## Activity
Pull out every line below that holds the word "types".

Stored data
────────────────────
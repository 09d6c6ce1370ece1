//! Writers for synthetic raw input files.
//!
//! Grid fixtures mimic GISTEMP NetCDF files: a CF time axis, regular
//! lat/lon axes, a `time_bnds` helper variable and a packed `tempanomaly`
//! short variable. Retrieval fixtures mimic OCO-2 L2 HDF5 files with the
//! three retrieval groups.

use std::path::Path;
use std::str::FromStr;

use chrono::NaiveDate;
use hdf5::types::{FixedAscii, VarLenUnicode};

use crate::fixtures::grid::{AxisSpec, SMALL_LAT, SMALL_LON};
use crate::fixtures::time::GRID_TIME_UNITS;

/// Packed fill value for `tempanomaly`.
pub const GRID_FILL_VALUE: i16 = 32767;

/// Packing scale for `tempanomaly`.
pub const GRID_SCALE_FACTOR: f32 = 0.01;

/// OCO-2 group names.
pub const RETRIEVAL_GROUPS: [&str; 3] = ["RetrievalResults", "RetrievalGeometry", "RetrievalHeader"];

/// Layout of a grid fixture file.
#[derive(Debug, Clone)]
pub struct GridFileSpec {
    /// Year of the first monthly time step.
    pub start_year: i32,
    pub months: usize,
    pub lat: AxisSpec,
    pub lon: AxisSpec,
    /// Flat `(time, lat, lon)` indices written as the fill value.
    pub fill_cells: Vec<usize>,
    /// Write the latitude axis north to south.
    pub descending_lat: bool,
}

impl GridFileSpec {
    /// Small monthly grid over [`SMALL_LAT`] × [`SMALL_LON`].
    pub fn small(start_year: i32, months: usize) -> Self {
        Self {
            start_year,
            months,
            lat: SMALL_LAT,
            lon: SMALL_LON,
            fill_cells: Vec::new(),
            descending_lat: false,
        }
    }

    pub fn lats(&self) -> Vec<f64> {
        let mut lats = self.lat.values();
        if self.descending_lat {
            lats.reverse();
        }
        lats
    }

    pub fn lons(&self) -> Vec<f64> {
        self.lon.values()
    }

    pub fn cell_count(&self) -> usize {
        self.months * self.lat.count * self.lon.count
    }
}

/// Packed anomaly for cell `(t, y, x)`: `t*100 + y*10 + x`.
pub fn anomaly_raw(t: usize, y: usize, x: usize) -> i16 {
    (t * 100 + y * 10 + x) as i16
}

/// Unpacked anomaly the reader should produce for cell `(t, y, x)`.
///
/// The scale factor is a `float`, so the decoded value is single precision.
pub fn anomaly_value(t: usize, y: usize, x: usize) -> f64 {
    (anomaly_raw(t, y, x) as f64 * GRID_SCALE_FACTOR as f64) as f32 as f64
}

/// Days since 1800-01-01 for the 15th of each month.
pub fn month_offsets(start_year: i32, months: usize) -> Vec<f64> {
    let epoch = NaiveDate::from_ymd_opt(1800, 1, 1).expect("valid epoch");
    (0..months)
        .map(|m| {
            let year = start_year + (m / 12) as i32;
            let month = (m % 12) as u32 + 1;
            let date = NaiveDate::from_ymd_opt(year, month, 15).expect("valid fixture date");
            (date - epoch).num_days() as f64
        })
        .collect()
}

/// Write a GISTEMP-shaped NetCDF file.
pub fn write_grid_file(path: &Path, spec: &GridFileSpec) -> Result<(), netcdf::Error> {
    let lats = spec.lats();
    let lons = spec.lons();
    let times = month_offsets(spec.start_year, spec.months);

    let mut raw = Vec::with_capacity(spec.cell_count());
    for t in 0..spec.months {
        for y in 0..lats.len() {
            for x in 0..lons.len() {
                raw.push(anomaly_raw(t, y, x));
            }
        }
    }
    for &cell in &spec.fill_cells {
        raw[cell] = GRID_FILL_VALUE;
    }

    let bounds: Vec<f64> = times.iter().flat_map(|&t| [t - 14.0, t + 14.0]).collect();

    let mut file = netcdf::create(path)?;
    file.add_attribute("title", "GISTEMP fixture")?;
    file.add_dimension("time", spec.months)?;
    file.add_dimension("lat", lats.len())?;
    file.add_dimension("lon", lons.len())?;
    file.add_dimension("nv", 2)?;

    {
        let mut var = file.add_variable::<f64>("time", &["time"])?;
        var.put_attribute("units", GRID_TIME_UNITS)?;
        var.put_attribute("bounds", "time_bnds")?;
        var.put_values(&times, ..)?;
    }
    {
        let mut var = file.add_variable::<f64>("lat", &["lat"])?;
        var.put_attribute("units", "degrees_north")?;
        var.put_values(&lats, ..)?;
    }
    {
        let mut var = file.add_variable::<f64>("lon", &["lon"])?;
        var.put_attribute("units", "degrees_east")?;
        var.put_values(&lons, ..)?;
    }
    {
        let mut var = file.add_variable::<f64>("time_bnds", &["time", "nv"])?;
        var.put_values(&bounds, ..)?;
    }
    {
        let mut var = file.add_variable::<i16>("tempanomaly", &["time", "lat", "lon"])?;
        var.put_attribute("long_name", "Surface temperature anomaly")?;
        var.put_attribute("units", "K")?;
        var.put_attribute("scale_factor", GRID_SCALE_FACTOR)?;
        var.put_attribute("_FillValue", GRID_FILL_VALUE)?;
        var.put_values(&raw, ..)?;
    }

    Ok(())
}

/// One OCO-2 sounding.
#[derive(Debug, Clone, PartialEq)]
pub struct RetrievalSample {
    pub time: String,
    pub lat: f64,
    pub lon: f64,
    /// Column-averaged CO2 as a dry-air mole fraction.
    pub xco2: f64,
}

impl RetrievalSample {
    pub fn new(time: &str, lat: f64, lon: f64, xco2: f64) -> Self {
        Self {
            time: time.to_string(),
            lat,
            lon,
            xco2,
        }
    }
}

/// On-disk element types used by a retrieval fixture.
#[derive(Debug, Clone, Copy, PartialEq, Eq, Default)]
pub enum RetrievalEncoding {
    /// Variable-length UTF-8 times and `f64` values.
    #[default]
    VarLen,
    /// 24-byte ASCII times and `f32` `xco2`, as in L2 Lite products.
    FixedAscii,
}

/// Width of `retrieval_time_string` in [`RetrievalEncoding::FixedAscii`].
pub const FIXED_TIME_LEN: usize = 24;

/// Write an OCO-2-shaped HDF5 file with all three retrieval groups.
pub fn write_retrieval_file(path: &Path, samples: &[RetrievalSample]) -> hdf5::Result<()> {
    write_retrieval(path, samples, &RETRIEVAL_GROUPS, RetrievalEncoding::VarLen)
}

/// Write an OCO-2-shaped HDF5 file with the given element types.
pub fn write_retrieval_file_encoded(
    path: &Path,
    samples: &[RetrievalSample],
    encoding: RetrievalEncoding,
) -> hdf5::Result<()> {
    write_retrieval(path, samples, &RETRIEVAL_GROUPS, encoding)
}

/// Write an OCO-2-shaped HDF5 file containing only the listed groups.
pub fn write_retrieval_file_with_groups(
    path: &Path,
    samples: &[RetrievalSample],
    groups: &[&str],
) -> hdf5::Result<()> {
    write_retrieval(path, samples, groups, RetrievalEncoding::VarLen)
}

fn write_retrieval(
    path: &Path,
    samples: &[RetrievalSample],
    groups: &[&str],
    encoding: RetrievalEncoding,
) -> hdf5::Result<()> {
    let file = hdf5::File::create(path)?;

    for &group_name in groups {
        let group = file.create_group(group_name)?;
        match group_name {
            "RetrievalResults" => {
                let builder = group.new_dataset_builder();
                match encoding {
                    RetrievalEncoding::VarLen => {
                        let xco2: Vec<f64> = samples.iter().map(|s| s.xco2).collect();
                        builder.with_data(xco2.as_slice()).create("xco2")?;
                    }
                    RetrievalEncoding::FixedAscii => {
                        let xco2: Vec<f32> = samples.iter().map(|s| s.xco2 as f32).collect();
                        builder.with_data(xco2.as_slice()).create("xco2")?;
                    }
                }
            }
            "RetrievalGeometry" => {
                let lat: Vec<f64> = samples.iter().map(|s| s.lat).collect();
                let lon: Vec<f64> = samples.iter().map(|s| s.lon).collect();
                group
                    .new_dataset_builder()
                    .with_data(lat.as_slice())
                    .create("retrieval_latitude")?;
                group
                    .new_dataset_builder()
                    .with_data(lon.as_slice())
                    .create("retrieval_longitude")?;
            }
            "RetrievalHeader" => {
                let builder = group.new_dataset_builder();
                match encoding {
                    RetrievalEncoding::VarLen => {
                        let times: Vec<VarLenUnicode> = samples
                            .iter()
                            .map(|s| {
                                VarLenUnicode::from_str(&s.time)
                                    .expect("fixture time is valid UTF-8")
                            })
                            .collect();
                        builder
                            .with_data(times.as_slice())
                            .create("retrieval_time_string")?;
                    }
                    RetrievalEncoding::FixedAscii => {
                        let times: Vec<FixedAscii<FIXED_TIME_LEN>> = samples
                            .iter()
                            .map(|s| {
                                FixedAscii::from_ascii(s.time.as_bytes())
                                    .expect("fixture time fits the fixed width")
                            })
                            .collect();
                        builder
                            .with_data(times.as_slice())
                            .create("retrieval_time_string")?;
                    }
                }
            }
            _ => {}
        }
    }

    Ok(())
}

/// Three soundings around `(lon, lat)`, one per fixture year.
pub fn samples_around(lon: f64, lat: f64) -> Vec<RetrievalSample> {
    use crate::fixtures::time::{RETRIEVAL_2022, RETRIEVAL_2023, RETRIEVAL_2024};

    vec![
        RetrievalSample::new(RETRIEVAL_2022, lat, lon, 0.000410),
        RetrievalSample::new(RETRIEVAL_2023, lat + 1.0, lon - 1.0, 0.000415),
        RetrievalSample::new(RETRIEVAL_2024, lat - 1.0, lon + 1.0, 0.000420),
    ]
}
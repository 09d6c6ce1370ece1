//! Shared test utilities for the satellite-ingest workspace.
//!
//! This crate provides:
//! - Scratch data directories laid out like the ingester's data root
//! - Writers for GISTEMP-shaped NetCDF and OCO-2-shaped HDF5 fixtures
//! - Common points, axes and timestamps
//!
//! # Usage
//!
//! ```toml
//! [dev-dependencies]
//! test-utils = { path = "../test-utils" }
//! ```

pub mod fixtures;
pub mod generators;
pub mod paths;

pub use fixtures::*;
pub use generators::*;
pub use paths::*;

/// Macro for approximate floating-point equality assertions.
///
/// # Usage
///
/// ```ignore
/// use test_utils::assert_approx_eq;
///
/// assert_approx_eq!(1.0001_f64, 1.0_f64, 0.001_f64); // passes
/// assert_approx_eq!(1.1_f32, 1.0_f32, 0.001_f32);    // fails
/// ```
#[macro_export]
macro_rules! assert_approx_eq {
    ($left:expr, $right:expr, $epsilon:expr) => {{
        let left: f64 = $left as f64;
        let right: f64 = $right as f64;
        let epsilon: f64 = $epsilon as f64;
        let diff = (left - right).abs();
        if diff > epsilon {
            panic!(
                "assertion failed: `(left ≈ right)`\n  left: `{:?}`,\n right: `{:?}`,\n  diff: `{:?}` > epsilon `{:?}`",
                left, right, diff, epsilon
            );
        }
    }};
}

/// Macro for approximate equality of coordinate pairs.
///
/// # Usage
///
/// ```ignore
/// use test_utils::assert_coords_approx_eq;
///
/// assert_coords_approx_eq!((1.0001, 2.0001), (1.0, 2.0), 0.001);
/// ```
#[macro_export]
macro_rules! assert_coords_approx_eq {
    (($x1:expr, $y1:expr), ($x2:expr, $y2:expr), $epsilon:expr) => {{
        $crate::assert_approx_eq!($x1, $x2, $epsilon);
        $crate::assert_approx_eq!($y1, $y2, $epsilon);
    }};
}

#[cfg(test)]
mod tests {
    use super::*;

    #[test]
    fn test_assert_approx_eq_passes() {
        assert_approx_eq!(1.0001, 1.0, 0.001);
        assert_approx_eq!(0.0, 0.0, 0.0001);
        assert_approx_eq!(-5.5, -5.500001, 0.0001);
    }

    #[test]
    #[should_panic(expected = "assertion failed")]
    fn test_assert_approx_eq_fails() {
        assert_approx_eq!(1.1, 1.0, 0.001);
    }

    #[test]
    fn test_assert_coords_approx_eq_passes() {
        assert_coords_approx_eq!((1.0001, 2.0001), (1.0, 2.0), 0.001);
    }
}
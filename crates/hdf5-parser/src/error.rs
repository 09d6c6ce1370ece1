//! Error types for HDF5 retrieval parsing.

use obs_dataset::DatasetError;
use thiserror::Error;

/// Result type for HDF5 parser operations.
pub type Hdf5Result<T> = Result<T, Hdf5Error>;

#[derive(Error, Debug)]
pub enum Hdf5Error {
    /// A required top-level group is absent
    #[error("Missing required group: {0}")]
    MissingGroup(String),

    /// A required dataset is absent inside an existing group
    #[error("Missing required data: {0}")]
    MissingData(String),

    /// Datasets are present but cannot be interpreted
    #[error("Invalid data format: {0}")]
    InvalidFormat(String),

    #[error("HDF5 error: {0}")]
    Hdf5(#[from] hdf5::Error),

    #[error("Dataset error: {0}")]
    Dataset(#[from] DatasetError),
}
//! HDF5 parser for scattered satellite retrievals.
//!
//! Reads OCO-2 Level 2 lite/standard files, which store one value per
//! sounding across nested groups rather than on a grid. The result is a
//! [`obs_dataset::LabeledArrayDataset`] over a single `retrieval` dimension,
//! with `xco2` rescaled from mole fraction to ppm.

pub mod error;
pub mod retrieval;

pub use error::{Hdf5Error, Hdf5Result};
pub use retrieval::{
    read_retrieval_file, validate_groups, PPM_SCALE, REQUIRED_GROUPS, RETRIEVAL_DIM,
    RETRIEVAL_GEOMETRY, RETRIEVAL_HEADER, RETRIEVAL_RESULTS,
};
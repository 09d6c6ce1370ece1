//! Error types for dataset operations.

use thiserror::Error;

use crate::time::TimeParseError;

/// Result type alias using DatasetError.
pub type DatasetResult<T> = Result<T, DatasetError>;

/// Errors raised while building or transforming labeled array datasets.
#[derive(Debug, Error)]
pub enum DatasetError {
    /// Inputs to a combine do not share the same layout.
    #[error("Schema mismatch: {0}")]
    SchemaMismatch(String),

    /// A dataset violates its structural invariants.
    #[error("Invalid dataset: {0}")]
    InvalidDataset(String),

    /// Window bounds are inverted or not finite.
    #[error("Invalid window: {0}")]
    InvalidWindow(String),

    /// Range selection was asked to slice an unsorted axis.
    #[error("Axis '{0}' is not sorted in ascending order")]
    UnsortedAxis(String),

    #[error("Time error: {0}")]
    Time(#[from] TimeParseError),
}

impl DatasetError {
    /// Create a SchemaMismatch error.
    pub fn schema_mismatch(msg: impl Into<String>) -> Self {
        Self::SchemaMismatch(msg.into())
    }

    /// Create an InvalidDataset error.
    pub fn invalid(msg: impl Into<String>) -> Self {
        Self::InvalidDataset(msg.into())
    }
}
────────────────────
## Answer box
use hdf5::types::{FixedAscii, VarLenUnicode};
/// On-disk element types used by a retrieval fixture.
/// Write an OCO-2-shaped HDF5 file with the given element types.
//! Error types for HDF5 retrieval parsing.
//! Error types for dataset operations.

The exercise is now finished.